E&MM took a long and detailed look at Jean-Michel Jarre's musical past when we last interviewed him, back in June 1982. There seems little point repeating it all here, but one historical fact to which many commentators have attached great importance is the fact that Jean-Michel is the son of two highly musical parents. Even before he'd made his first commercial recording, his father was a notable filmscore and soundtrack composer. Did that fact really have a far-reaching effect on Jarre's career?
'Ironically, my parents separated when I was only five, and I grew up without my father as he was living in Los Angeles: I didn't see him at all between the ages of five and fourteen, and after that only once every couple of years. So I think any influence must be hereditary, and I don't think my father's being a musician has been an advantage or a disadvantage, really.
'But one man who did play a large part in influencing me was Pierre Schaeffer of the Music Research Centre in Paris (which Jarre attended in 1968 after graduating in harmony, counterpoint and fugue at the Paris Conservatoire). He was the first man I met who was able to think not just in terms of harmonies and rhythms, but also in terms of sound textures.
'On the whole, though, I found the whole attitude of people at the Research Centre too intellectual to be really interesting. I believe that there is some sort of quality in every type of music, but although intellectual approaches are very interesting on a purely intellectual level, I'm not so sure they're very useful from a musical point of view. In fact, I think an excess of intellectuality can actually be very dangerous. It can lead people to believe that cultural and intellectual background is what makes music more or less interesting. That tends to be the attitude of contemporary classical enthusiasts, who favour the likes of Boulez and Xenakis.
'I think it's totally absurd to have to write a book to explain a certain concept, then another to explain why that concept was a failure. Personally, I prefer to think of music in terms of whether or not it gives me the shivers! The worst crime of all nowadays is to justify the music you're writing in terms of the instruments or musical concepts you have in mind. Recently, I have come to feel more and more that the fewer statements that are made about music and the more music is listened to, the better. The end result should speak for itself. Mind you, there's nobody worse than the French for analysing and explaining.'
And, as if in acknowledgement of the truth of that last statement, Jarre continues at some length on the reasoning behind Zoolook's highly individual arrangement and why its release - or the creation of something like it - has been on the cards for some time.

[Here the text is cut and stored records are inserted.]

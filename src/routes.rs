// src/routes.rs

use axum::{
    http::HeaderValue,
    routing::{get, post},
    Router,
};
use tower_http::{
    cors::{AllowOrigin, Any, CorsLayer},
    trace::TraceLayer,
};

use crate::{config::AppState, handlers};

pub fn router(app_state: AppState) -> Router {
    let cors = cors_layer(&app_state.config.cors_origins);

    // Storefront: menu, orders and the kitchen feed
    let shop_routes = Router::new()
        .route("/menu", get(handlers::menu::get_menu))
        .route("/order", post(handlers::order::create_order))
        .route("/ws/kitchen", get(handlers::kitchen::kitchen_socket));

    // Back office stock management
    let inventory_routes = Router::new()
        .route(
            "/stores/{store_id}/inventory",
            get(handlers::inventory::list_store_inventory),
        )
        .route("/inventory/restock", post(handlers::inventory::restock));

    Router::new()
        .route("/api/health", get(|| async { "OK" }))
        .merge(shop_routes)
        .merge(inventory_routes)
        .layer(TraceLayer::new_for_http())
        .layer(cors)
        .with_state(app_state)
}

fn cors_layer(origins: &[String]) -> CorsLayer {
    let origins: Vec<HeaderValue> = origins
        .iter()
        .filter_map(|origin| match origin.parse::<HeaderValue>() {
            Ok(value) => Some(value),
            Err(_) => {
                tracing::warn!(%origin, "ignoring invalid CORS origin");
                None
            }
        })
        .collect();

    CorsLayer::new()
        .allow_origin(AllowOrigin::list(origins))
        .allow_methods(Any)
        .allow_headers(Any)
}

#[cfg(test)]
mod tests {
    use super::*;
    use crate::test_support::{lazy_state, seed, state_with_pool, stock_of};
    use axum::{
        body::{to_bytes, Body},
        http::{header, Request, StatusCode},
    };
    use rust_decimal::Decimal;
    use sqlx::PgPool;
    use tokio::sync::mpsc::error::TryRecvError;
    use tower::ServiceExt;

    fn app() -> Router {
        router(lazy_state())
    }

    fn post_json(uri: &str, body: &str, lang: &str) -> Request<Body> {
        Request::builder()
            .method("POST")
            .uri(uri)
            .header(header::CONTENT_TYPE, "application/json")
            .header(header::ACCEPT_LANGUAGE, lang)
            .body(Body::from(body.to_string()))
            .unwrap()
    }

    async fn json_body(response: axum::response::Response) -> serde_json::Value {
        let bytes = to_bytes(response.into_body(), usize::MAX).await.unwrap();
        serde_json::from_slice(&bytes).unwrap()
    }

    #[tokio::test]
    async fn health_is_ok() {
        let response = app()
            .oneshot(Request::builder().uri("/api/health").body(Body::empty()).unwrap())
            .await
            .unwrap();

        assert_eq!(response.status(), StatusCode::OK);
    }

    #[tokio::test]
    async fn zero_quantity_order_is_rejected_before_storage() {
        let response = app()
            .oneshot(post_json("/order", r#"{"store_id":1,"product_id":1,"quantity":0}"#, "en"))
            .await
            .unwrap();

        assert_eq!(response.status(), StatusCode::BAD_REQUEST);
        let body = json_body(response).await;
        assert_eq!(body["detail"], "One or more fields are invalid");
        assert_eq!(body["fields"]["quantity"][0], "Quantity must be at least 1.");
    }

    #[tokio::test]
    async fn validation_message_follows_accept_language() {
        let response = app()
            .oneshot(post_json("/order", r#"{"store_id":1,"product_id":1,"quantity":-2}"#, "vi-VN"))
            .await
            .unwrap();

        assert_eq!(response.status(), StatusCode::BAD_REQUEST);
        assert_eq!(json_body(response).await["detail"], "Một hoặc nhiều trường không hợp lệ");
    }

    #[tokio::test]
    async fn non_positive_restock_is_rejected() {
        let response = app()
            .oneshot(post_json(
                "/inventory/restock",
                r#"{"store_id":1,"ingredient_id":1,"quantity":0}"#,
                "en",
            ))
            .await
            .unwrap();

        assert_eq!(response.status(), StatusCode::BAD_REQUEST);
        assert_eq!(
            json_body(response).await["fields"]["quantity"][0],
            "Quantity must be greater than zero."
        );
    }

    #[tokio::test]
    async fn restock_finer_than_the_stock_column_is_rejected() {
        let response = app()
            .oneshot(post_json(
                "/inventory/restock",
                r#"{"store_id":1,"ingredient_id":1,"quantity":0.0004}"#,
                "en",
            ))
            .await
            .unwrap();

        assert_eq!(response.status(), StatusCode::BAD_REQUEST);
        assert_eq!(
            json_body(response).await["fields"]["quantity"][0],
            "Quantity allows at most 3 decimal places."
        );
    }

    #[tokio::test]
    async fn restock_past_the_stock_column_limit_is_rejected() {
        let response = app()
            .oneshot(post_json(
                "/inventory/restock",
                r#"{"store_id":1,"ingredient_id":1,"quantity":1000000000000}"#,
                "en",
            ))
            .await
            .unwrap();

        assert_eq!(response.status(), StatusCode::BAD_REQUEST);
        assert_eq!(
            json_body(response).await["fields"]["quantity"][0],
            "Quantity is too large."
        );
    }

    #[tokio::test]
    async fn body_missing_a_field_gets_a_json_error() {
        let response = app()
            .oneshot(post_json("/order", r#"{"product_id":1,"quantity":1}"#, "en"))
            .await
            .unwrap();

        assert_eq!(response.status(), StatusCode::UNPROCESSABLE_ENTITY);
        let detail = json_body(response).await["detail"].as_str().unwrap().to_string();
        assert!(detail.starts_with("The request body could not be read"), "{detail}");
        assert!(detail.contains("store_id"), "{detail}");
    }

    #[tokio::test]
    async fn unparsable_body_gets_a_localized_json_error() {
        let response = app()
            .oneshot(post_json("/inventory/restock", "{not json", "vi"))
            .await
            .unwrap();

        assert_eq!(response.status(), StatusCode::BAD_REQUEST);
        let detail = json_body(response).await["detail"].as_str().unwrap().to_string();
        assert!(detail.starts_with("Không đọc được nội dung yêu cầu"), "{detail}");
    }

    #[sqlx::test]
    #[ignore = "needs a Postgres at DATABASE_URL"]
    async fn only_committed_orders_reach_the_kitchen(pool: PgPool) {
        let f = seed(&pool).await;
        let state = state_with_pool(pool.clone());
        let hub = state.kitchen_hub.clone();
        let (display, mut frames) = hub.open_connection();
        hub.register(display);
        let app = router(state);

        let order = format!(r#"{{"store_id":{},"product_id":{},"quantity":3}}"#, f.store_id, f.latte_id);
        let response = app.clone().oneshot(post_json("/order", &order, "en")).await.unwrap();
        assert_eq!(response.status(), StatusCode::OK);
        let body = json_body(response).await;
        assert_eq!(body["message"], "Order placed");
        assert_eq!(body["product"], "Latte");

        // Same order again: only 400 ml of milk left.
        let response = app.oneshot(post_json("/order", &order, "en")).await.unwrap();
        assert_eq!(response.status(), StatusCode::BAD_REQUEST);
        assert_eq!(json_body(response).await["detail"], "Out of stock: Milk");

        let frame: serde_json::Value = serde_json::from_str(&frames.try_recv().unwrap()).unwrap();
        assert_eq!(frame["type"], "NEW_ORDER");
        assert_eq!(frame["product"], "Latte");
        assert_eq!(frame["quantity"], 3);
        assert_eq!(frame["store"], "S1");
        assert!(matches!(frames.try_recv(), Err(TryRecvError::Empty)));
        assert_eq!(stock_of(&pool, f.store_id, f.milk_id).await, Decimal::from(400));
    }
}
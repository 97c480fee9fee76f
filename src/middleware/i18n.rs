// src/middleware/i18n.rs

use axum::extract::FromRequestParts;
use axum::http::{header, request::Parts};

use crate::common::i18n::DEFAULT_LANG;
use crate::config::AppState;

// Language used for error messages, taken from Accept-Language.
#[derive(Debug, Clone)]
pub struct Locale(pub String);

impl Locale {
    /// Picks the first language in `header` (by q-value) that the catalog
    /// supports. "vi-VN" resolves to "vi".
    pub fn negotiate(header: Option<&str>, supports: impl Fn(&str) -> bool) -> Self {
        let lang = header
            .map(accept_language::parse)
            .unwrap_or_default()
            .iter()
            .map(|tag| tag.split('-').next().unwrap_or(tag).to_ascii_lowercase())
            .find(|primary| supports(primary.as_str()))
            .unwrap_or_else(|| DEFAULT_LANG.to_string());

        Locale(lang)
    }
}

impl FromRequestParts<AppState> for Locale {
    type Rejection = std::convert::Infallible;

    async fn from_request_parts(
        parts: &mut Parts,
        state: &AppState,
    ) -> Result<Self, Self::Rejection> {
        let header = parts
            .headers
            .get(header::ACCEPT_LANGUAGE)
            .and_then(|value| value.to_str().ok());

        Ok(Locale::negotiate(header, |lang| state.i18n.supports(lang)))
    }
}
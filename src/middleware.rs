pub mod i18n;
pub mod json;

'After I left the Research Centre, I secured a contract with the Paris Opera, so I was quite involved with contemporary classical music as well as the rock world. I didn't want my music to be a compromise between the two, rather a means of integrating them. That's why I spent time doing so many different things, TV commercials, soundtracks, ballet music, producing rock singers, writing lyrics and generally experimenting - in unconscious preparation for some future project that would involve music without any specific lyrics.
'I'm convinced that today's public is conditioned to listen only to songs. In their eyes, instrumental music represents only commercials and soundtracks, which to me seems crazy. Zoolook is vocal rather than instrumental music, but it has no lyrics as such, and why should it? What difference does it make whether or not you add lyrics to a song? On Zoolook, the voices are used as other instruments, so that even some of the rhythm tracks are made up of sampled words, treated and arranged to take the place of percussion.'
Setting aside for the moment the subject of Zoolook (because for all the originality and elegance of its musical motivation, it sounds at times uncomfortably like a very comprehensive Fairlight demonstration record, or the sort of thing E&MM's Paul White would come up with given a drum machine, a Powertran MCS1 and unlimited 48-track studio time), the record is not in fact Jarre's first original vinyl offering for four years, as we might have implied earlier. Because in addition to there being a number of previously unreleased pieces on the live Concerts In China double album, the composer also made a totally new LP a year or so ago. And if you're wondering why it never appeared on the shelves of your friendly local High Street record shop, the reason is that only one copy of the disc was ever pressed. Given that Jarre must be as aware as any other artist that commercial reality and record company practice demand that he should try to sell as many records as possible, what prompted such a surprising and flagrant piece of anti-marketing.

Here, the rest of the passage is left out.